На развилке Нодзима развернул грузовик и помчался в обратном направлении. На берегу моря, возле города Миядзу, он нанял у знакомого рыбака парусник, оставив в залог свой грузовик. Парусник, водоизмещением тонны в две с половиной, был чуть побольше обыкновенной рыбачьей лодки. Рыбак, очевидно, был человеком, на которого можно положиться. Да и наш Нодзима внушал всем доверие — с такой находчивостью он вывернулся из трудного положения.
Женщины, словно сговорясь, не смотрели в сторону Хиросимы. И я тоже не отрывала глаз от видневшихся вдалеке островов Ниносима и Этадзима. Нодзима держал в руках большой сак и, то и дело перегибаясь через борт, вытаскивал всякий мусор. Ему, видимо, хотелось знать, что плывет из Хиросимы. «Эй, Таномура, сейчас вроде бы отлив?» — неожиданно спросил Нодзима у хозяина парусника, внимательно разглядывая выловленный им обломок дерева.
Это был обломок доски шириной в три и длиной около шести дюймов. Чем дольше глядел на него Нодзима, тем сильнее омрачалось его лицо. Не в силах сдержать любопытства, я подошла к Нодзима, посмотрела на обломок и тут же отвела глаза в сторону. Одного взгляда оказалось достаточно, чтобы понять: это был кусок половой доски из коридора какого-то дома. Доска вся обуглилась, светлым на ней был лишь узор, изображавший гору Фудзи, парусник и сосну. После некоторого размышления я догадалась, что вспыхнувший над Хиросимой громадный огненный шар отпечатал на этой доске узор, украшавший матовое стекло в верхней части двери.

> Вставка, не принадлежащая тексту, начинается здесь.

use std::io::{Read, Write};
use std::sync::Arc;
use std::time::Duration;

use nvwire_ext::{ChannelRef, ExtTag, Handle, Value};
use nvwire_rpc::{ClientConfig, StreamChannel};

use crate::cmd::CallArgs;
use crate::exit::{ext_error, rpc_error, CliError, CliResult, SUCCESS, USAGE};
use crate::output::{print_value, OutputFormat};

pub fn run(args: CallArgs, format: OutputFormat) -> CliResult<i32> {
    let timeout = parse_duration(&args.timeout)?;
    let params: serde_json::Value = serde_json::from_str(&args.args)
        .map_err(|err| CliError::usage(format!("--args is not valid JSON: {err}")))?;
    let config = ClientConfig {
        read_timeout: Some(timeout),
        write_timeout: Some(timeout),
        ..ClientConfig::default()
    };

    if args.tcp {
        let channel = nvwire_rpc::connect_tcp_with_config(args.address.as_str(), config)
            .map_err(|err| rpc_error("connect failed", err))?;
        return invoke(&channel, &args.method, &params, format);
    }

    #[cfg(not(unix))]
    {
        let _ = (params, config, format);
        return Err(CliError::usage("Unix sockets are unavailable here; use --tcp"));
    }

    #[cfg(unix)]
    {
        let channel = nvwire_rpc::connect_with_config(&args.address, config)
            .map_err(|err| rpc_error("connect failed", err))?;
        invoke(&channel, &args.method, &params, format)
    }
}

fn invoke<R, W>(
    channel: &Arc<StreamChannel<R, W>>,
    method: &str,
    params: &serde_json::Value,
    format: OutputFormat,
) -> CliResult<i32>
where
    R: Read + Send + 'static,
    W: Write + Send + 'static,
{
    let module = channel
        .module()
        .map_err(|err| rpc_error("session closed", err))?;
    let params = json_to_params(params, module.channel())?;

    let result = channel
        .request(method, params)
        .map_err(|err| rpc_error(&format!("{method} failed"), err))?;
    let raw = module
        .to_vec(&result)
        .map_err(|err| ext_error("encode failed", err))?;

    print_value(&result, &raw, format);
    Ok(SUCCESS)
}

fn json_to_params(json: &serde_json::Value, channel: &ChannelRef) -> CliResult<Vec<Value>> {
    match json {
        serde_json::Value::Array(items) => Ok(items
            .iter()
            .map(|item| json_to_value(item, channel))
            .collect()),
        _ => Err(CliError::usage("--args must be a JSON array")),
    }
}

/// Convert JSON to a value. Objects of the form `{"type": "window", "id": 1000}`
/// become handles bound to `channel`.
fn json_to_value(json: &serde_json::Value, channel: &ChannelRef) -> Value {
    match json {
        serde_json::Value::Null => Value::Nil,
        serde_json::Value::Bool(v) => Value::Boolean(*v),
        serde_json::Value::Number(n) => {
            if let Some(v) = n.as_i64() {
                Value::Integer(v)
            } else if let Some(v) = n.as_u64() {
                Value::Unsigned(v)
            } else {
                Value::Float(n.as_f64().unwrap_or(f64::NAN))
            }
        }
        serde_json::Value::String(v) => Value::String(v.clone()),
        serde_json::Value::Array(items) => {
            Value::Array(items.iter().map(|item| json_to_value(item, channel)).collect())
        }
        serde_json::Value::Object(object) => {
            if let Some(handle) = json_handle(object, channel) {
                return Value::Handle(handle);
            }
            Value::Map(
                object
                    .iter()
                    .map(|(k, v)| (Value::from(k.as_str()), json_to_value(v, channel)))
                    .collect(),
            )
        }
    }
}

fn json_handle(
    object: &serde_json::Map<String, serde_json::Value>,
    channel: &ChannelRef,
) -> Option<Handle> {
    if object.len() != 2 {
        return None;
    }
    let kind = object.get("type")?.as_str()?;
    let id = object.get("id")?.as_i64()?;
    let tag = ExtTag::ALL
        .into_iter()
        .find(|tag| tag.name().eq_ignore_ascii_case(kind))?;
    Some(Handle::from_parts(tag, channel.clone(), id))
}

fn parse_duration(input: &str) -> CliResult<Duration> {
    let input = input.trim();
    let (number, millis) = if let Some(num) = input.strip_suffix("ms") {
        (num, true)
    } else {
        (input.strip_suffix('s').unwrap_or(input), false)
    };

    let value: u64 = number
        .parse()
        .map_err(|_| CliError::new(USAGE, format!("invalid duration: {input:?}")))?;
    if value == 0 {
        return Err(CliError::new(USAGE, "duration must be greater than zero"));
    }

    Ok(if millis {
        Duration::from_millis(value)
    } else {
        Duration::from_secs(value)
    })
}

#[cfg(test)]
mod tests {
    use nvwire_ext::{RecordingChannel, Window};
    use serde_json::json;

    use super::*;

    #[test]
    fn json_objects_with_type_and_id_become_handles() {
        let channel: ChannelRef = RecordingChannel::shared();
        let params = json_to_params(
            &json!([{ "type": "window", "id": 1000 }, { "type": "note", "id": 1 }, "x", 3]),
            &channel,
        )
        .unwrap();

        assert_eq!(params[0], Value::from(Window::new(channel.clone(), 1000)));
        assert!(matches!(params[1], Value::Map(ref pairs) if pairs.len() == 2));
        assert_eq!(params[2].as_str(), Some("x"));
        assert_eq!(params[3].as_i64(), Some(3));
        let handle = params[0].as_handle().unwrap();
        assert!(Arc::ptr_eq(handle.channel(), &channel));
    }

    #[test]
    fn params_must_be_an_array() {
        let channel: ChannelRef = RecordingChannel::shared();
        let err = json_to_params(&json!({ "a": 1 }), &channel).unwrap_err();
        assert_eq!(err.code, USAGE);
    }

    #[test]
    fn parse_duration_seconds_and_millis() {
        assert_eq!(parse_duration("2s").unwrap(), Duration::from_secs(2));
        assert_eq!(parse_duration("150ms").unwrap(), Duration::from_millis(150));
        assert_eq!(parse_duration("3").unwrap(), Duration::from_secs(3));
        assert!(parse_duration("0s").is_err());
        assert!(parse_duration("soon").is_err());
    }
}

А взрывная волна забросила ее в реку. И Нодзима это понял. Он размахнулся и бросил обломок в воду.
Рыбак причалил свой парусник к правому берегу реки Кёбаси у моста Миюки. Высоко над рекой стлались клубы черного дыма, и трудно было различить, что происходит близ городской ратуши. Район Сэнда-мати не был охвачен пожаром, мы без помех высадились на берег, но тут же наткнулись на полицейский кордон.